Saya pun tertantang karena menjadi seorang mahasiswa itu bukan hal yang mudah,
karena banyak amanah yang harus saya selesaikan, bukan hanya sekedar amanah dari
orang tua akan tetapi juga amanah dari Tuhan. Identitas baru pun melekat dalam
diri saya yaitu MAHASISWA.
Berbagai
alasan-alasan atau tujuan yang di kemukakan sehinggah mereka masuk ke perguruan
tinggi, salah satu alasan yang paling
mendasar yang terucap dari mulut mereka adalah supaya mudah untuk mendapatkan
pekerjaan. Dengan kuliah tentunya akan mendapatkan pekerjaan yang lebih layak
dan tentunya berbeda dengan mereka yang hanya tamat SD, SMP ataupun SMA.

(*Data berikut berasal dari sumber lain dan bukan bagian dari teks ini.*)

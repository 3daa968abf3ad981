// Copyright (c) 2025 Geoffrey Huntley <ghuntley@ghuntley.com>. All rights reserved.
// SPDX-License-Identifier: Proprietary

//! Free-form metadata attached to sessions and events.

use serde::{Deserialize, Serialize};
use serde_json::{Map, Value};

use crate::error::CoreError;

/// An open JSON object attached to a session or event.
///
/// Keys are strings; values are any JSON value, nested arbitrarily. The
/// collector stores the object verbatim.
///
/// # Example
///
/// ```
/// use logtracker_core::Metadata;
///
/// let metadata = Metadata::new()
///     .insert("route", "/v1/orders")
///     .insert("attempt", 2)
///     .insert("cached", false);
///
/// assert_eq!(metadata.len(), 3);
/// ```
#[derive(Debug, Clone, Default, PartialEq, Serialize, Deserialize)]
#[serde(transparent)]
pub struct Metadata {
	fields: Map<String, Value>,
}

impl Metadata {
	pub fn new() -> Self {
		Self { fields: Map::new() }
	}

	/// Adds a field, replacing any previous value under the same key.
	pub fn insert<K, V>(mut self, key: K, value: V) -> Self
	where
		K: Into<String>,
		V: Into<Value>,
	{
		self.fields.insert(key.into(), value.into());
		self
	}

	/// Merges `other` into this metadata. Keys present in both take the value from `other`.
	pub fn merge(mut self, other: Metadata) -> Self {
		self.fields.extend(other.fields);
		self
	}

	pub fn get(&self, key: &str) -> Option<&Value> {
		self.fields.get(key)
	}

	pub fn contains_key(&self, key: &str) -> bool {
		self.fields.contains_key(key)
	}

	pub fn is_empty(&self) -> bool {
		self.fields.is_empty()
	}

	pub fn len(&self) -> usize {
		self.fields.len()
	}

	pub fn into_value(self) -> Value {
		Value::Object(self.fields)
	}
}

impl From<Metadata> for Value {
	fn from(metadata: Metadata) -> Self {
		metadata.into_value()
	}
}

impl TryFrom<Value> for Metadata {
	type Error = CoreError;

	fn try_from(value: Value) -> Result<Self, Self::Error> {
		let kind = match value {
			Value::Object(fields) => return Ok(Self { fields }),
			Value::Null => "null",
			Value::Bool(_) => "a boolean",
			Value::Number(_) => "a number",
			Value::String(_) => "a string",
			Value::Array(_) => "an array",
		};
		Err(CoreError::InvalidMetadata(kind))
	}
}

impl From<Map<String, Value>> for Metadata {
	fn from(fields: Map<String, Value>) -> Self {
		Self { fields }
	}
}
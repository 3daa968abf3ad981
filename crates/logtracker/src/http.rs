// Copyright (c) 2025 Geoffrey Huntley <ghuntley@ghuntley.com>. All rights reserved.
// SPDX-License-Identifier: Proprietary

//! HTTP client construction with the collector's fixed headers.

use reqwest::header::{HeaderMap, HeaderValue, CONTENT_TYPE};
use reqwest::{Client, ClientBuilder};

use crate::error::{Result, TrackerError};

/// SDK name for the User-Agent header.
pub const SDK_NAME: &str = "logtracker-rust";
/// SDK version for the User-Agent header.
pub const SDK_VERSION: &str = env!("CARGO_PKG_VERSION");

pub const APPLICATION_ID_HEADER: &str = "x-application-id";
pub const PUBLIC_KEY_HEADER: &str = "x-public-key";

/// Returns the SDK User-Agent string.
///
/// Format: `logtracker-rust/{version}`
pub fn user_agent() -> String {
	format!("{SDK_NAME}/{SDK_VERSION}")
}

/// Headers attached to every collector request.
///
/// The public key value is marked sensitive so it is redacted from the
/// header map's `Debug` output.
pub fn auth_headers(application_id: &str, public_key: &str) -> Result<HeaderMap> {
	let mut headers = HeaderMap::new();
	headers.insert(CONTENT_TYPE, HeaderValue::from_static("application/json"));
	headers.insert(
		APPLICATION_ID_HEADER,
		header_value("application_id", application_id)?,
	);

	let mut key = header_value("public_key", public_key)?;
	key.set_sensitive(true);
	headers.insert(PUBLIC_KEY_HEADER, key);

	Ok(headers)
}

fn header_value(field: &'static str, value: &str) -> Result<HeaderValue> {
	HeaderValue::from_str(value).map_err(|_| TrackerError::InvalidConfig {
		field,
		reason: "contains characters not allowed in an HTTP header".to_string(),
	})
}

/// Creates a client builder with the SDK User-Agent and the given default headers.
///
/// Default headers are applied by reqwest to every request the client sends,
/// so individual calls cannot drop or replace them by accident.
///
/// # Example
/// ```ignore
/// let headers = logtracker::http::auth_headers("app_123", "pk_live_abc")?;
/// let client = logtracker::http::builder(headers)
///     .timeout(Duration::from_secs(10))
///     .build()?;
/// ```
pub fn builder(default_headers: HeaderMap) -> ClientBuilder {
	Client::builder()
		.user_agent(user_agent())
		.default_headers(default_headers)
}

#[cfg(test)]
mod tests {
	use super::*;

	#[test]
	fn user_agent_has_correct_format() {
		let ua = user_agent();
		let parts: Vec<&str> = ua.split('/').collect();
		assert_eq!(parts.len(), 2);
		assert_eq!(parts[0], "logtracker-rust");
		assert_eq!(parts[1], SDK_VERSION);
	}

	#[test]
	fn auth_headers_contains_all_three() {
		let headers = auth_headers("app_123", "pk_abc").unwrap();
		assert_eq!(headers.len(), 3);
		assert_eq!(headers[CONTENT_TYPE], "application/json");
		assert_eq!(headers[APPLICATION_ID_HEADER], "app_123");
		assert_eq!(headers[PUBLIC_KEY_HEADER], "pk_abc");
	}

	#[test]
	fn public_key_is_sensitive() {
		let headers = auth_headers("app_123", "pk_abc").unwrap();
		assert!(headers[PUBLIC_KEY_HEADER].is_sensitive());
		assert!(!format!("{headers:?}").contains("pk_abc"));
	}

	#[test]
	fn rejects_header_unsafe_values() {
		let result = auth_headers("app\n123", "pk_abc");
		assert!(matches!(
			result,
			Err(TrackerError::InvalidConfig {
				field: "application_id",
				..
			})
		));
	}

	#[test]
	fn builder_with_headers_builds() {
		let headers = auth_headers("app_123", "pk_abc").unwrap();
		assert!(builder(headers).build().is_ok());
	}
}
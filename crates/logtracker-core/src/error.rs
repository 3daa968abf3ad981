// Copyright (c) 2025 Geoffrey Huntley <ghuntley@ghuntley.com>. All rights reserved.
// SPDX-License-Identifier: Proprietary

//! Error types for the tracking core types.

use thiserror::Error;

/// Errors raised while parsing or validating core tracking values.
#[derive(Debug, Clone, PartialEq, Eq, Error)]
pub enum CoreError {
	/// Unknown session kind string
	#[error("invalid session kind: {0}")]
	InvalidSessionKind(String),

	/// Unknown event type string
	#[error("invalid event type: {0}")]
	InvalidEventType(String),

	/// Unknown event category string
	#[error("invalid event category: {0}")]
	InvalidEventCategory(String),

	/// Session timeout must be a positive number of minutes
	#[error("invalid session timeout: {0} minutes (must be positive)")]
	InvalidTimeout(u32),

	/// Metadata must be a JSON object
	#[error("metadata must be a JSON object, got {0}")]
	InvalidMetadata(&'static str),
}

/// Result type alias for core operations.
pub type Result<T> = std::result::Result<T, CoreError>;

Sehingga prioritas utamanya bukanlah untuk menambah ilmu pengetahuan.
Pada
kenyataannya, itulah yang terjadi pada mahasiswa, tidak hanya sekedar untuk
mendapatkan sebuah pekerjaan, jabatan ataupun kedudukan akan tetapi menjadi
seorang mahasiswa adalah sebuah gaya hidup. Status sebagai mahasiswa adalah
perubahan gaya hidup yang berbeda dengan yang lain, karena menurut mereka
menjadi mahasiswa adalah gaya hidup yang dipandang sebagai gaya hidup kelas
menengah atau bahkan kelas atas yang mampu mengkomsumsi produk gaya hidup
modern.
Status
mahasiswa sebagai kaum intelektual tidak berlaku lagi pada mereka. Masyarakat
tidak memandang lagi mahasiswa sebagai pembela rakyat, pengontrol gerak
pemerintah, dan aktivis perubahan (Agen of change). Posisi insan kampus ini
mengalami titik kritis sehinggah posisinya semakin tidak jelas. Belum lagi
media terutama Televisi menambah citra buruk mahasiswa yang dimana didalamnya
mahasiswa seolah-olah menjadi obyek yang menarik untuk dijual. Mereka hadir
dalam acara Reality Show, OVJ, EMPAT MATA dan lain-lainnya yang dengan lengkap
memakai almamaternya, mereka biasa-biasa saja bahkan justru bangga karena bisa
masuk Televisi.
Dalam
kisah sinetron juga misalnya, mahasiswa juga hanya sebagai obyek tontonan dan
tertawaan masyarakat yang sama sekali tidak bisa disumbangsikan kepada
masyarkat, mengangkat kisah kehidupan mahasiswa yang sibuk dengan urusan
cintanya dengan drama yang berlebihan, dimana kampus hanya sebagai tempat
pencarian pasangan, menjadi tempat aktivitas “cinta sempit” yang bernama
“pacaran”, menonjolkan tampilan fisik, trendi-trendian dan gaul-gaulan.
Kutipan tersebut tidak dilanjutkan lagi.